Mine, originally from Japan, relocated his family from Tokyo to Guelph when his daughter was only three years-old. At such a young age, she was already afflicted with a severe egg allergy that could trigger unpleasant and dangerous symptoms including hives, vomiting, and anaphylactic shock. Although the relocation to Canada was not enough to alleviate his daughter’s unfortunate allergies, Mine has been successfully researching this field of study for some time now.

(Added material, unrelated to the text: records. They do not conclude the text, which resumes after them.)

//! Colored terminal output helpers.
//!
//! All user-facing messages go through these functions so we get
//! consistent styling across every command.  JSON documents are printed
//! straight to stdout by the commands themselves.

use chrono::{DateTime, Utc};
use comfy_table::{ContentArrangement, Table};
use console::style;

use crate::response::SecretDetail;

/// Print a green success message: "check_mark {msg}"
pub fn success(msg: &str) {
    println!("{} {}", style("\u{2713}").green().bold(), msg);
}

/// Print a red error message: "x_mark {msg}"
pub fn error(msg: &str) {
    eprintln!("{} {}", style("\u{2717}").red().bold(), msg);
}

/// Print a yellow warning: "warning_sign {msg}"
pub fn warning(msg: &str) {
    eprintln!("{} {}", style("\u{26a0}").yellow().bold(), msg);
}

/// Print a blue info message: "info_sign {msg}"
pub fn info(msg: &str) {
    println!("{} {}", style("\u{2139}").blue().bold(), msg);
}

/// Print a two-column table (Field, Value) for one secret detail.
///
/// The payload is never shown, only whether one is attached.
pub fn print_detail_table(detail: &SecretDetail) {
    let mut table = Table::new();
    table.set_content_arrangement(ContentArrangement::Dynamic);
    table.set_header(vec!["Field", "Value"]);

    let version = detail
        .version()
        .map_or_else(|| "-".to_string(), |v| v.to_string());
    let metadata = if detail.metadata().is_empty() {
        "-".to_string()
    } else {
        detail
            .metadata()
            .iter()
            .map(|(k, v)| format!("{k}={v}"))
            .collect::<Vec<_>>()
            .join("\n")
    };
    let expiry = if detail.expiry() == 0 {
        "never".to_string()
    } else {
        format_seconds(detail.expiry())
    };

    let rows = [
        ("Name", detail.name().to_string()),
        ("Version", version),
        ("Description", detail.description().to_string()),
        ("Checksum", detail.checksum().to_string()),
        ("Created", format_seconds(detail.created_at_seconds())),
        ("Created by", detail.created_by().to_string()),
        ("Updated", format_seconds(detail.updated_at_seconds())),
        ("Updated by", detail.updated_by().to_string()),
        ("Type", detail.content_type().unwrap_or("-").to_string()),
        ("Metadata", metadata),
        ("Expiry", expiry),
        (
            "Content",
            if detail.content().is_some() { "attached" } else { "-" }.to_string(),
        ),
    ];

    for (field, value) in rows {
        table.add_row(vec![field.to_string(), value]);
    }

    println!("{table}");
}

/// Render epoch seconds as a UTC timestamp, falling back to the raw number.
fn format_seconds(seconds: i64) -> String {
    DateTime::<Utc>::from_timestamp(seconds, 0).map_or_else(
        || seconds.to_string(),
        |dt| dt.format("%Y-%m-%d %H:%M:%S").to_string(),
    )
}

#[cfg(test)]
mod tests {
    use super::*;

    #[test]
    fn format_seconds_renders_utc() {
        assert_eq!(format_seconds(1_364_505_784), "2013-03-28 21:23:04");
    }

    #[test]
    fn format_seconds_falls_back_when_out_of_range() {
        assert_eq!(format_seconds(i64::MAX), i64::MAX.to_string());
    }
}
use thiserror::Error;

/// All errors that can occur in secretview.
#[derive(Debug, Error)]
pub enum SecretViewError {
    // --- Construction errors ---
    #[error("Cannot build {record}: required field `{field}` was never set")]
    MissingField {
        record: &'static str,
        field: &'static str,
    },

    // --- Wire format errors ---
    #[error("Schema error: {0}")]
    Schema(String),

    #[error("Invalid secret content: {0}")]
    InvalidContent(String),

    // --- Config errors ---
    #[error("Config file error: {0}")]
    ConfigError(String),

    // --- IO errors ---
    #[error("IO error: {0}")]
    Io(#[from] std::io::Error),

    // --- Serialization errors ---
    #[error("Serialization error: {0}")]
    SerializationError(String),

    // --- CLI errors ---
    #[error("Command failed: {0}")]
    CommandFailed(String),
}

/// Convenience type alias for secretview results.
pub type Result<T> = std::result::Result<T, SecretViewError>;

Mine fed peptides from egg protein over a period of several weeks to a group of mice with egg allergies. Then, he exposed them to the full egg protein. The results were promising with approximately 80 per cent of mice no longer exhibited symptoms of allergic reaction and the remaining mice only displayed symptoms much milder than previously shown prior to his multi-week exposure to the egg peptide treatment. Mine is now looking to gain approval and funding to commence human trials, perhaps as early as next year, although treatment would likely not be made available for a several more years.